NEWS. n.s. without the singular. [from new, nouvelles, Fr.]

2. Papers which give an account of the transactions of the present times.

Their papers, filled with a different party spirit, divide the people into different sentiments, who generally consider rather the principles than the truth of the news-writer. Addis.

In 1709, the year in which Samuel Johnson was born, London saw its first daily evening newspaper, the Evening Post, and Richard Steele began writing the Tatler. In these two periodicals from the same year, we have two different forms or genres – the newspaper and the literary essay. Although Johnson was born in Staffordshire, far from London, he would of course move to London and write for periodicals, and these two publications highlight one particularly important aspect of the impact of print on Johnson, while also pointing to tensions that animate Johnson’s contributions to journalism.

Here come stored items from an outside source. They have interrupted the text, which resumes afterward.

//! 头动参数与逐帧位移（framewise displacement, FD）分析。

use super::error::{PrepError, Result};
use super::stats;
use ndarray::{s, Array1, Array2, ArrayView1, Axis};
use std::fmt;
use std::fmt::Write as _;
use std::fs;
use std::path::{Path, PathBuf};
use std::str::FromStr;
use tracing::info;

/// 每帧刚体参数个数：3个旋转（弧度）+ 3个平移（毫米）。
pub const PARAMS_PER_FRAME: usize = 6;

/// 将旋转换算为位移时默认的头部半径（毫米）。
pub const DEFAULT_RADIUS_MM: f64 = 50.0;

/// 头动参数表，形状为`[帧数, 6]`，行序即采集顺序。
#[derive(Clone, Debug, PartialEq)]
pub struct MotionParams {
    table: Array2<f64>,
}

impl MotionParams {
    /// 由`[N, 6]`数组构造。
    pub fn new(table: Array2<f64>) -> Result<Self> {
        if table.ncols() != PARAMS_PER_FRAME {
            return Err(PrepError::invalid_input(format!(
                "motion table must have {PARAMS_PER_FRAME} columns, got {}",
                table.ncols()
            )));
        }
        Ok(Self { table })
    }

    /// 由逐帧的参数行构造。
    pub fn from_rows(rows: &[[f64; PARAMS_PER_FRAME]]) -> Self {
        let table = Array2::from_shape_fn((rows.len(), PARAMS_PER_FRAME), |(i, j)| rows[i][j]);
        Self { table }
    }

    /// 读取MCFLIRT输出的`.par`文件。
    pub fn from_par_file<P: AsRef<Path>>(path: P) -> Result<Self> {
        let path = path.as_ref();
        if !path.is_file() {
            return Err(PrepError::MissingInput(vec![path.to_path_buf()]));
        }
        fs::read_to_string(path)?.parse()
    }

    #[inline]
    pub fn n_frames(&self) -> usize {
        self.table.nrows()
    }

    #[inline]
    pub fn table(&self) -> &Array2<f64> {
        &self.table
    }

    /// 计算逐帧位移。
    ///
    /// 第一帧没有前一帧可供差分，因此被丢弃：返回长度为`N - 1`的序列，
    /// 第`i`项描述第`i`帧到第`i + 1`帧的变化。少于两帧时返回空序列。
    pub fn framewise_displacement(&self, radius_mm: f64) -> Vec<f64> {
        if self.n_frames() < 2 {
            return Vec::new();
        }
        let diff = &self.table.slice(s![1.., ..]) - &self.table.slice(s![..-1, ..]);
        diff.axis_iter(Axis(0))
            .map(|row| frame_displacement(row, radius_mm))
            .collect()
    }
}

#[inline]
fn frame_displacement(delta: ArrayView1<f64>, radius_mm: f64) -> f64 {
    // 小角度近似：弧长 = 角度 * 半径
    let rot: f64 = delta.slice(s![..3]).iter().map(|r| (r * radius_mm).abs()).sum();
    let trans: f64 = delta.slice(s![3..]).iter().map(|t| t.abs()).sum();
    rot + trans
}

impl FromStr for MotionParams {
    type Err = PrepError;

    /// 解析以空白分隔（MCFLIRT使用两个空格）的六列文本，跳过空行。
    fn from_str(s: &str) -> Result<Self> {
        let mut flat = Vec::new();
        let mut n_rows = 0;
        for (idx, line) in s.lines().enumerate() {
            let line = line.trim();
            if line.is_empty() {
                continue;
            }
            let mut n_cols = 0;
            for field in line.split_whitespace() {
                let v: f64 = field.parse().map_err(|_| PrepError::MotionParse {
                    line: idx + 1,
                    reason: format!("`{field}` is not a number"),
                })?;
                flat.push(v);
                n_cols += 1;
            }
            if n_cols != PARAMS_PER_FRAME {
                return Err(PrepError::MotionParse {
                    line: idx + 1,
                    reason: format!("expected {PARAMS_PER_FRAME} columns, got {n_cols}"),
                });
            }
            n_rows += 1;
        }
        Self::new(Array2::from_shape_vec((n_rows, PARAMS_PER_FRAME), flat)?)
    }
}

/// FD异常阈值的计算方法。
#[derive(Copy, Clone, Debug, Eq, PartialEq, Default)]
pub enum ThresholdMethod {
    /// Q3 + 1.5 * IQR。
    #[default]
    Iqr,
    /// median + 5 * MAD。
    MedianMad,
}

impl ThresholdMethod {
    #[inline]
    pub fn name(self) -> &'static str {
        match self {
            ThresholdMethod::Iqr => "iqr",
            ThresholdMethod::MedianMad => "median",
        }
    }

    /// 由FD序列计算阈值。空序列无法计算分位数，返回错误。
    pub fn threshold(self, fd: &[f64]) -> Result<f64> {
        if fd.is_empty() {
            return Err(PrepError::invalid_input(
                "cannot derive a threshold from an empty FD sequence",
            ));
        }
        let mut sorted = fd.to_vec();
        sorted.sort_by(f64::total_cmp);
        let threshold = match self {
            ThresholdMethod::Iqr => {
                let q1 = stats::quantile_sorted(&sorted, 0.25).unwrap_or_default();
                let q3 = stats::quantile_sorted(&sorted, 0.75).unwrap_or_default();
                q3 + 1.5 * (q3 - q1)
            }
            ThresholdMethod::MedianMad => {
                let median = stats::quantile_sorted(&sorted, 0.5).unwrap_or_default();
                let deviations: Vec<f64> = sorted.iter().map(|v| (v - median).abs()).collect();
                let mad = stats::median(&deviations).unwrap_or_default();
                median + 5.0 * mad
            }
        };
        Ok(threshold)
    }
}

impl FromStr for ThresholdMethod {
    type Err = PrepError;

    fn from_str(s: &str) -> Result<Self> {
        match s {
            "iqr" => Ok(ThresholdMethod::Iqr),
            "median" => Ok(ThresholdMethod::MedianMad),
            other => Err(PrepError::invalid_argument(format!(
                "unknown FD threshold method `{other}` (expected `iqr` or `median`)"
            ))),
        }
    }
}

impl fmt::Display for ThresholdMethod {
    fn fmt(&self, f: &mut fmt::Formatter<'_>) -> fmt::Result {
        f.write_str(self.name())
    }
}

/// FD序列的汇总统计。
#[derive(Clone, Debug, PartialEq)]
pub struct FdSummary {
    pub method: ThresholdMethod,
    pub n_transitions: usize,
    pub mean: f64,
    pub median: f64,
    pub max: f64,
    pub threshold: f64,
    pub n_outliers: usize,
}

impl FdSummary {
    pub fn new(fd: &[f64], method: ThresholdMethod) -> Result<Self> {
        let threshold = method.threshold(fd)?;
        Ok(Self {
            method,
            n_transitions: fd.len(),
            mean: stats::mean(fd).unwrap_or_default(),
            median: stats::median(fd).unwrap_or_default(),
            max: stats::max(fd).unwrap_or_default(),
            threshold,
            n_outliers: fd.iter().filter(|&&v| v > threshold).count(),
        })
    }

    /// 超过阈值的帧占比（百分数）。
    #[inline]
    pub fn outlier_percent(&self) -> f64 {
        100.0 * self.n_outliers as f64 / self.n_transitions as f64
    }

    pub fn to_json(&self) -> json::JsonValue {
        json::object! {
            method: self.method.name(),
            n_transitions: self.n_transitions,
            mean_mm: self.mean,
            median_mm: self.median,
            max_mm: self.max,
            threshold_mm: self.threshold,
            n_outliers: self.n_outliers,
            outlier_percent: self.outlier_percent(),
        }
    }

    /// 输出FD统计信息。
    pub fn log(&self) {
        info!("逐帧位移统计:");
        info!("\t平均FD: {:.3} mm", self.mean);
        info!("\tFD中位数: {:.3} mm", self.median);
        info!("\t最大FD: {:.3} mm", self.max);
        info!("\t阈值 ({}): {:.3} mm", self.method, self.threshold);
        info!(
            "\t超过阈值的帧: {} ({:.1}%)",
            self.n_outliers,
            self.outlier_percent()
        );
    }
}

/// FD分析写出的文件。
#[derive(Clone, Debug, PartialEq, Eq)]
pub struct FdArtifacts {
    pub text: PathBuf,
    pub npy: PathBuf,
    pub report: PathBuf,
}

/// 读取`.par`文件并完成FD分析。
pub fn analyze_par_file<P: AsRef<Path>>(
    par: P,
    radius_mm: f64,
    method: ThresholdMethod,
) -> Result<(Vec<f64>, FdSummary)> {
    let params = MotionParams::from_par_file(par)?;
    info!("运动参数: {} 帧", params.n_frames());
    let fd = params.framewise_displacement(radius_mm);
    let summary = FdSummary::new(&fd, method)?;
    Ok((fd, summary))
}

/// 在`dir`下写出`fd.txt`（每行一个值）、`fd.npy`与`fd_report.json`。
pub fn write_fd_artifacts(dir: &Path, fd: &[f64], summary: &FdSummary) -> Result<FdArtifacts> {
    fs::create_dir_all(dir)?;
    let artifacts = FdArtifacts {
        text: dir.join("fd.txt"),
        npy: dir.join("fd.npy"),
        report: dir.join("fd_report.json"),
    };

    let mut text = String::with_capacity(fd.len() * 12);
    for v in fd {
        let _ = writeln!(text, "{v:.6}");
    }
    fs::write(&artifacts.text, text)?;
    ndarray_npy::write_npy(&artifacts.npy, &Array1::from(fd.to_vec()))?;
    fs::write(&artifacts.report, summary.to_json().pretty(2))?;
    info!("FD结果已写入`{}`", dir.display());
    Ok(artifacts)
}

By the early eighteenth century, periodicals such as the Evening Post had begun to compile a variety of different stories in the same publication, paving the way for the format that would become so prevalent in the nineteenth and twentieth centuries: newspapers providing daily updates on current events, across a wide range of fields, creating in the process, among other things, a narrative played out on what has come to be called the twenty-four-hour news cycle. On the other hand, with publications such as the Tatler, the eighteenth century began to see the development of the single-essay literary periodical. Typically published a couple of times a week, these journals might sustain a topic or a theme across a few issues. Usually, though, each prose essay offered anecdotal observations; what was sustained across them, instead of the narrative of the news, was the character created by the typically anonymous author of the journals’ reflections.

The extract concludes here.